The sport of golf is one that involves a lot of joint movement, from swinging the club to following through and walking around the golf course. Sadly, many players who suffer from osteoarthritis see the disease setting in during their peak years of playing golf.
While 45 years was initially regarded as the earliest point when osteoarthritis symptoms start to appear, nowadays it comes even earlier. Does that mean that golf lovers have to quit playing once osteoarthritis kicks in?
Well, that is often what happens given the pain that arthritis can cause. However, if well managed, it is a disease that can allow one to continue enjoying regular golfing rounds. Here are steps to manage the disease to continue playing.
Get the Right Supportive Gear
When osteoarthritis comes knocking, it starts weakening your joints immediately. They often become stiff and may even swell. This means that you cannot have the same strong hit as before or you will need to strain to do so. Straining should never be an option as it will end up weakening you even further. Instead, you should focus on getting suitable gear to assist you. This may include:
- Joint Support Pads
You may need to wear supportive pads to ensure the movement of your joints is restricted.

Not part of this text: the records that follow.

use std::sync::OnceLock;

use tokio::runtime::{Builder, Handle, Runtime};

use crate::execution::{Executor, Job};

const BACKGROUND_THREAD_NAME: &str = "tasklane-promises";
const BACKGROUND_WORKERS: usize = 2;

/// Schedules jobs onto a specific tokio runtime.
#[derive(Clone, Debug)]
pub struct TokioExecutor {
    label: String,
    handle: Handle,
}

impl TokioExecutor {
    pub fn new(label: impl Into<String>, handle: Handle) -> Self {
        Self {
            label: label.into(),
            handle,
        }
    }

    /// Binds to the runtime the caller is currently running inside, if any.
    pub fn current(label: impl Into<String>) -> Option<Self> {
        Handle::try_current()
            .ok()
            .map(|handle| Self::new(label, handle))
    }
}

impl Executor for TokioExecutor {
    fn label(&self) -> &str {
        &self.label
    }

    fn execute(&self, job: Job) {
        self.handle.spawn(async move { job() });
    }
}

/// The default executor.
///
/// Each job goes to the tokio runtime active on the scheduling thread. Jobs
/// scheduled from outside any runtime go to a lazily started background
/// runtime, or to a dedicated thread if that runtime could not be built.
#[derive(Clone, Copy, Debug, Default)]
pub struct AmbientExecutor;

impl Executor for AmbientExecutor {
    fn label(&self) -> &str {
        "ambient"
    }

    fn execute(&self, job: Job) {
        if let Ok(handle) = Handle::try_current() {
            handle.spawn(async move { job() });
            return;
        }

        match background_runtime() {
            Some(runtime) => {
                runtime.spawn(async move { job() });
            }
            None => {
                let spawned = std::thread::Builder::new()
                    .name(BACKGROUND_THREAD_NAME.to_string())
                    .spawn(job);
                if let Err(error) = spawned {
                    tracing::error!(%error, "failed to spawn promise job thread");
                }
            }
        }
    }
}

/// A runtime handle for spawning futures: the current runtime if there is
/// one, otherwise the shared background runtime.
pub(crate) fn runtime_handle() -> Option<Handle> {
    Handle::try_current()
        .ok()
        .or_else(|| background_runtime().map(|runtime| runtime.handle().clone()))
}

fn background_runtime() -> Option<&'static Runtime> {
    static RUNTIME: OnceLock<Option<Runtime>> = OnceLock::new();
    RUNTIME
        .get_or_init(|| {
            match Builder::new_multi_thread()
                .worker_threads(BACKGROUND_WORKERS)
                .thread_name(BACKGROUND_THREAD_NAME)
                .enable_all()
                .build()
            {
                Ok(runtime) => Some(runtime),
                Err(error) => {
                    tracing::error!(%error, "failed to build background promise runtime");
                    None
                }
            }
        })
        .as_ref()
}

#[cfg(test)]
mod tests {
    use std::sync::mpsc;
    use std::time::Duration;

    use super::{AmbientExecutor, TokioExecutor};
    use crate::execution::Executor;

    #[test]
    fn ambient_executor_runs_jobs_outside_a_runtime() {
        let (sender, receiver) = mpsc::channel();
        AmbientExecutor.execute(Box::new(move || {
            let _ = sender.send(std::thread::current().name().map(str::to_string));
        }));

        let thread_name = receiver
            .recv_timeout(Duration::from_secs(2))
            .expect("job should run on the background runtime");
        assert_eq!(thread_name.as_deref(), Some("tasklane-promises"));
    }

    #[tokio::test]
    async fn tokio_executor_spawns_on_the_bound_runtime() {
        let executor = TokioExecutor::current("test").expect("inside a runtime");
        let (sender, receiver) = tokio::sync::oneshot::channel();
        executor.execute(Box::new(move || {
            let _ = sender.send(7);
        }));
        assert_eq!(receiver.await.unwrap(), 7);
        assert_eq!(executor.label(), "test");
    }
}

Thankfully, there are pads for pretty much every joint; knees, wrists, elbows etc. Even if a joint is not directly involved in golfing, you should support it because a good shot requires almost every part of the body. Some pads may feel uncomfortable at the beginning, but you’ll get used to them in a short while.
Mobility while on the golf course is vital. Get shoes that are comfortable and supportive too. These will prevent you from tiring out fast.

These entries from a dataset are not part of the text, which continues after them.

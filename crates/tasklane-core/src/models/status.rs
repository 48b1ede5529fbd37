use serde::{Deserialize, Serialize};

#[derive(Clone, Copy, Debug, Eq, PartialEq, Hash, Serialize, Deserialize)]
#[serde(rename_all = "snake_case")]
pub enum PromiseStatus {
    Pending,
    Fulfilled,
    Rejected,
}

impl PromiseStatus {
    pub fn is_resolved(self) -> bool {
        self != PromiseStatus::Pending
    }
}

#[derive(Clone, Debug, Eq, PartialEq, Serialize, Deserialize)]
pub struct RunnerSnapshot {
    pub current_task_index: usize,
    pub task_count: usize,
    pub is_running: bool,
    pub run_status: Option<PromiseStatus>,
}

Your joints will react more sensitively to the weather, so you need to be more attentive to the prevailing conditions when picking what to wear.
Seek Medical Direction
Osteoarthritis is a condition you will have to live with, so you need to learn how to deal with it early enough. Inform your doctor that you intend to continue golfing so you can get advice as regards how often you can golf and how hard you should play in each session. Make checkups regular for evaluation purposes.

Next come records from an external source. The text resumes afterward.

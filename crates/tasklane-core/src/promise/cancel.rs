use std::mem;
use std::sync::atomic::{AtomicBool, Ordering};
use std::sync::{Arc, Mutex, PoisonError};

use tokio::sync::Notify;
use tokio::task::{AbortHandle, JoinHandle};

/// Handle to an in-progress asynchronous operation that can be asked to stop.
///
/// Cancellation is advisory: the operation is expected to notice the request
/// and settle its promise (usually with a `Cancelled` error) on its own.
pub trait Cancelable: Send + Sync {
    fn cancel(&self);
}

impl Cancelable for AbortHandle {
    fn cancel(&self) {
        self.abort();
    }
}

impl<T: Send + 'static> Cancelable for JoinHandle<T> {
    fn cancel(&self) {
        self.abort();
    }
}

/// Wraps a closure that runs at most once, on the first cancel request.
pub fn on_cancel<F>(action: F) -> Box<dyn Cancelable>
where
    F: FnOnce() + Send + 'static,
{
    Box::new(OnCancel {
        action: Mutex::new(Some(Box::new(action))),
    })
}

struct OnCancel {
    action: Mutex<Option<Box<dyn FnOnce() + Send>>>,
}

impl Cancelable for OnCancel {
    fn cancel(&self) {
        let action = self
            .action
            .lock()
            .unwrap_or_else(PoisonError::into_inner)
            .take();
        if let Some(action) = action {
            action();
        }
    }
}

/// A shareable cancellation flag that work can poll or await.
#[derive(Clone, Debug, Default)]
pub struct CancellationFlag {
    flag: Arc<AtomicBool>,
    notify: Arc<Notify>,
}

impl CancellationFlag {
    pub fn new() -> Self {
        Self::default()
    }

    pub fn is_cancelled(&self) -> bool {
        self.flag.load(Ordering::SeqCst)
    }

    /// Resolves once [`Cancelable::cancel`] has been called on any clone.
    pub async fn cancelled(&self) {
        loop {
            let notified = self.notify.notified();
            if self.is_cancelled() {
                return;
            }
            notified.await;
        }
    }
}

impl Cancelable for CancellationFlag {
    fn cancel(&self) {
        if !self.flag.swap(true, Ordering::SeqCst) {
            self.notify.notify_waiters();
        }
    }
}

enum CancelState {
    NotYetBound,
    Bound(Arc<dyn Cancelable>),
    CancelRequested,
    CancelRequestedAndBound(Arc<dyn Cancelable>),
}

/// Tracks the cancelable handle of one operation.
///
/// The handle may be attached after cancellation was already requested (the
/// work producing it runs later than the caller holding the promise); in that
/// case it is canceled the moment it is bound. Every bound handle receives at
/// most one cancel call.
pub struct CancelToken {
    state: Mutex<CancelState>,
}

impl Default for CancelToken {
    fn default() -> Self {
        Self::new()
    }
}

impl CancelToken {
    pub fn new() -> Self {
        Self {
            state: Mutex::new(CancelState::NotYetBound),
        }
    }

    pub fn bind(&self, handle: Arc<dyn Cancelable>) {
        let cancel_now = {
            let mut state = self.state.lock().unwrap_or_else(PoisonError::into_inner);
            match mem::replace(&mut *state, CancelState::NotYetBound) {
                CancelState::NotYetBound | CancelState::Bound(_) => {
                    *state = CancelState::Bound(handle);
                    None
                }
                CancelState::CancelRequested | CancelState::CancelRequestedAndBound(_) => {
                    *state = CancelState::CancelRequestedAndBound(handle.clone());
                    Some(handle)
                }
            }
        };

        if let Some(handle) = cancel_now {
            handle.cancel();
        }
    }

    /// Records a cancel request. Returns `false` if one was already recorded.
    pub fn request(&self) -> bool {
        let cancel_now = {
            let mut state = self.state.lock().unwrap_or_else(PoisonError::into_inner);
            match mem::replace(&mut *state, CancelState::NotYetBound) {
                CancelState::NotYetBound => {
                    *state = CancelState::CancelRequested;
                    None
                }
                CancelState::Bound(handle) => {
                    *state = CancelState::CancelRequestedAndBound(handle.clone());
                    Some(handle)
                }
                requested @ (CancelState::CancelRequested
                | CancelState::CancelRequestedAndBound(_)) => {
                    *state = requested;
                    return false;
                }
            }
        };

        if let Some(handle) = cancel_now {
            handle.cancel();
        }
        true
    }

    /// The bound handle, kept after a cancel request so it outlives the request.
    pub fn handle(&self) -> Option<Arc<dyn Cancelable>> {
        match &*self.state.lock().unwrap_or_else(PoisonError::into_inner) {
            CancelState::Bound(handle) | CancelState::CancelRequestedAndBound(handle) => {
                Some(handle.clone())
            }
            CancelState::NotYetBound | CancelState::CancelRequested => None,
        }
    }

    pub fn is_requested(&self) -> bool {
        matches!(
            *self.state.lock().unwrap_or_else(PoisonError::into_inner),
            CancelState::CancelRequested | CancelState::CancelRequestedAndBound(_)
        )
    }
}
#![forbid(unsafe_code)]

use std::collections::BTreeMap;

use herald_engines::owner_id::{OwnerIdResolver, OwnerIdResolverConfig, PackageUidTable};
use herald_engines::source::SourceRecord;
use herald_engines::transport::LoopbackLink;
use herald_engines::wire::{read_record_array, write_record_array};
use herald_engines::{
    decode_record, encode_record, CommunicationError, DecoratedRecord, Parcel, PayloadFreshness,
    WireConfig, WireError, WriteFlags,
};
use herald_kernel_contracts::payload::{
    ExtraValue, Extras, NotificationPayload, FLAG_NO_CLEAR, FLAG_ONGOING_EVENT,
};
use herald_kernel_contracts::record::{PostTimeMs, UserHandle};
use serde::{Deserialize, Serialize};

fn init_tracing() {
    let _ = tracing_subscriber::fmt()
        .with_env_filter(tracing_subscriber::EnvFilter::from_default_env())
        .with_test_writer()
        .try_init();
}

#[derive(Debug, PartialEq, Serialize, Deserialize)]
struct Progress {
    current: u32,
    max: u32,
}

struct PlatformRecord {
    package: &'static str,
    id: i32,
    tag: Option<&'static str>,
    owner_field: Option<i64>,
    payload: NotificationPayload,
}

impl SourceRecord for PlatformRecord {
    fn package(&self) -> &str {
        self.package
    }

    fn id(&self) -> i32 {
        self.id
    }

    fn tag(&self) -> Option<&str> {
        self.tag
    }

    fn user(&self) -> UserHandle {
        UserHandle(10)
    }

    fn post_time(&self) -> PostTimeMs {
        PostTimeMs(1_700_000_000_000)
    }

    fn payload(&self) -> NotificationPayload {
        self.payload.clone()
    }

    fn platform_field(&self, name: &str) -> Option<i64> {
        if name == "uid" {
            self.owner_field
        } else {
            None
        }
    }
}

fn upload_payload() -> NotificationPayload {
    let mut extras = Extras::new();
    extras.put("channel", ExtraValue::Text("uploads".to_string()));
    extras
        .put_structured("progress", &Progress { current: 3, max: 10 })
        .unwrap();
    NotificationPayload {
        flags: FLAG_ONGOING_EVENT,
        title: Some("Uploading".to_string()),
        extras,
        ..NotificationPayload::default()
    }
}

fn platform_record(owner_field: Option<i64>) -> PlatformRecord {
    PlatformRecord {
        package: "com.example.sync",
        id: 5,
        tag: Some("upload"),
        owner_field,
        payload: upload_payload(),
    }
}

fn resolver() -> OwnerIdResolver {
    let mut uids = BTreeMap::new();
    uids.insert("com.example.sync".to_string(), 10_077);
    OwnerIdResolver::from_config(&OwnerIdResolverConfig::mvp_v1(), PackageUidTable::new(uids))
}

/// Encodes on one side, delivers over `link`, decodes on the other.
fn send(record: &mut DecoratedRecord, link: &LoopbackLink, flags: WriteFlags) -> DecoratedRecord {
    let mut out = Parcel::new(WireConfig::mvp_v1());
    encode_record(record, &mut out, flags).unwrap();
    let mut delivered = out.transfer(link);
    let decoded = decode_record(&mut delivered).unwrap();
    assert_eq!(delivered.remaining(), 0);
    decoded
}

#[test]
fn at_ipc_flow_01_wrapped_record_crosses_the_boundary_decorated() {
    init_tracing();
    let source = platform_record(Some(10_050));
    let mut record = DecoratedRecord::wrap(&source, &resolver())
        .unwrap()
        .with_tag(None)
        .with_id(42);
    assert_eq!(record.owner_id(), 10_050);

    let link = LoopbackLink::new();
    let received = send(&mut record, &link, WriteFlags::NONE);

    assert_eq!(received.package(), "com.example.sync");
    assert_eq!(received.effective_id(), 42);
    assert_eq!(received.effective_tag(), None);
    assert_eq!(received.owner_id(), 10_050);
    assert_eq!(received.user(), UserHandle(10));
    assert_eq!(received.effective_key(), "10|com.example.sync|42|null|10050");
    assert_eq!(received.freshness(), PayloadFreshness::RemoteUnfetched);
    assert_eq!(link.stats().fetch_calls(), 0);
}

#[test]
fn at_ipc_flow_02_owner_falls_back_to_package_table_then_zero() {
    init_tracing();
    let from_table = DecoratedRecord::wrap(&platform_record(None), &resolver()).unwrap();
    assert_eq!(from_table.owner_id(), 10_077);

    let bare = OwnerIdResolver::from_config(
        &OwnerIdResolverConfig::parse_list("accessor,field").unwrap(),
        PackageUidTable::default(),
    );
    let unresolved = DecoratedRecord::wrap(&platform_record(None), &bare).unwrap();
    assert_eq!(unresolved.owner_id(), 0);
}

#[test]
fn at_ipc_flow_03_predicates_never_transfer_the_whole_payload() {
    init_tracing();
    let mut record = DecoratedRecord::wrap(&platform_record(Some(1)), &resolver()).unwrap();
    let link = LoopbackLink::new();
    let received = send(&mut record, &link, WriteFlags::NONE);

    assert!(received.is_ongoing().unwrap());
    assert!(!received.is_clearable().unwrap());
    assert_eq!(
        received.payload_handle().extra("channel").unwrap(),
        Some(ExtraValue::Text("uploads".to_string()))
    );
    assert_eq!(link.stats().fetch_calls(), 0);
    assert_eq!(link.stats().flags_calls(), 2);
    assert!(!received.is_dirty());
}

#[test]
fn at_ipc_flow_04_narrow_writes_reach_the_owner() {
    init_tracing();
    let mut record = DecoratedRecord::wrap(&platform_record(Some(1)), &resolver()).unwrap();
    let link = LoopbackLink::new();
    let received = send(&mut record, &link, WriteFlags::NONE);

    received.payload_handle().set_flags(FLAG_NO_CLEAR).unwrap();
    assert!(!record.is_ongoing().unwrap());
    assert!(!record.is_clearable().unwrap());
    assert_eq!(record.whole_payload().unwrap().flags, FLAG_NO_CLEAR);
}

#[test]
fn at_ipc_flow_05_fetched_extras_are_rebound_for_typed_reads() {
    init_tracing();
    let mut record = DecoratedRecord::wrap(&platform_record(Some(1)), &resolver()).unwrap();
    let link = LoopbackLink::new();
    let mut received = send(&mut record, &link, WriteFlags::NONE);

    let view = received.whole_payload().unwrap();
    assert!(view.extras.is_bound());
    assert_eq!(
        view.extras.structured::<Progress>("progress").unwrap(),
        Some(Progress { current: 3, max: 10 })
    );
    drop(view);
    assert_eq!(received.freshness(), PayloadFreshness::RemoteCachedDirty);
    assert_eq!(link.stats().fetch_calls(), 1);
}

#[test]
fn at_ipc_flow_06_dirty_record_forwards_its_cache_not_the_origin() {
    init_tracing();
    let mut record = DecoratedRecord::wrap(&platform_record(Some(1)), &resolver()).unwrap();
    let first_hop = LoopbackLink::new();
    let mut middle = send(&mut record, &first_hop, WriteFlags::NONE);

    middle.whole_payload().unwrap().title = Some("Edited in the middle".to_string());
    record.whole_payload().unwrap().title = Some("Edited at the origin".to_string());

    let second_hop = LoopbackLink::new();
    let mut last = send(&mut middle, &second_hop, WriteFlags::NONE);
    assert_eq!(
        last.whole_payload().unwrap().title.as_deref(),
        Some("Edited in the middle")
    );
    assert_eq!(first_hop.stats().fetch_calls(), 1);
    assert_eq!(second_hop.stats().fetch_calls(), 1);
}

#[test]
fn at_ipc_flow_07_plain_escape_bakes_identity_for_unaware_readers() {
    init_tracing();
    let mut record = DecoratedRecord::wrap(&platform_record(Some(1)), &resolver())
        .unwrap()
        .with_tag(Some("retagged"))
        .with_id(77);
    let link = LoopbackLink::new();
    let mut received = send(&mut record, &link, WriteFlags::AS_ORIGINAL);

    assert_eq!(received.freshness(), PayloadFreshness::Local);
    assert!(!received.is_decorated());
    assert_eq!(received.base().id, 77);
    assert_eq!(received.base().tag.as_deref(), Some("retagged"));
    assert_eq!(
        received.whole_payload().unwrap().title.as_deref(),
        Some("Uploading")
    );
    assert_eq!(link.stats().fetch_calls(), 0);
}

#[test]
fn at_ipc_flow_08_severed_peer_surfaces_as_communication_error() {
    init_tracing();
    let mut record = DecoratedRecord::wrap(&platform_record(Some(1)), &resolver()).unwrap();
    let link = LoopbackLink::new();
    let mut received = send(&mut record, &link, WriteFlags::NONE);
    link.sever();

    assert_eq!(received.is_ongoing(), Err(CommunicationError::PeerGone));
    assert!(matches!(
        received.whole_payload(),
        Err(CommunicationError::PeerGone)
    ));
    assert_eq!(received.freshness(), PayloadFreshness::RemoteUnfetched);

    let mut out = Parcel::new(WireConfig::mvp_v1());
    assert_eq!(
        encode_record(&mut received, &mut out, WriteFlags::AS_ORIGINAL),
        Err(WireError::Communication(CommunicationError::PeerGone))
    );
}

#[test]
fn at_ipc_flow_09_record_arrays_mix_native_and_plain_elements() {
    init_tracing();
    let resolver = resolver();
    let mut native = vec![DecoratedRecord::wrap(&platform_record(Some(1)), &resolver)
        .unwrap()
        .with_id(1)];
    let mut plain = vec![DecoratedRecord::wrap(&platform_record(Some(2)), &resolver)
        .unwrap()
        .with_id(2)];

    let mut out = Parcel::new(WireConfig::mvp_v1());
    out.write_i32(2);
    for record in native.iter_mut() {
        encode_record(record, &mut out, WriteFlags::NONE).unwrap();
    }
    for record in plain.iter_mut() {
        encode_record(record, &mut out, WriteFlags::AS_ORIGINAL).unwrap();
    }
    let mut delivered = out.transfer(&LoopbackLink::new());
    let records = read_record_array(&mut delivered).unwrap();

    assert_eq!(records.len(), 2);
    assert_eq!(records[0].freshness(), PayloadFreshness::RemoteUnfetched);
    assert_eq!(records[0].effective_id(), 1);
    assert_eq!(records[1].freshness(), PayloadFreshness::Local);
    assert_eq!(records[1].owner_id(), 2);

    let mut again = Parcel::new(WireConfig::mvp_v1());
    write_record_array(&mut native, &mut again, WriteFlags::NONE).unwrap();
    assert_eq!(read_record_array(&mut again).unwrap().len(), 1);
}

You can continue golfing for a long time after becoming osteoarthritic, but you first need to embrace the condition. Accept that you may not be able to play as hard as before or as your mates do. This way, you don’t put stress on yourself. It is better to golf moderately for a long time than to destroy everything in a short while by pushing your limits.
There is no reason why a person with osteoarthritis should not enjoy golf. The above tips will help any patient to continue playing without pain.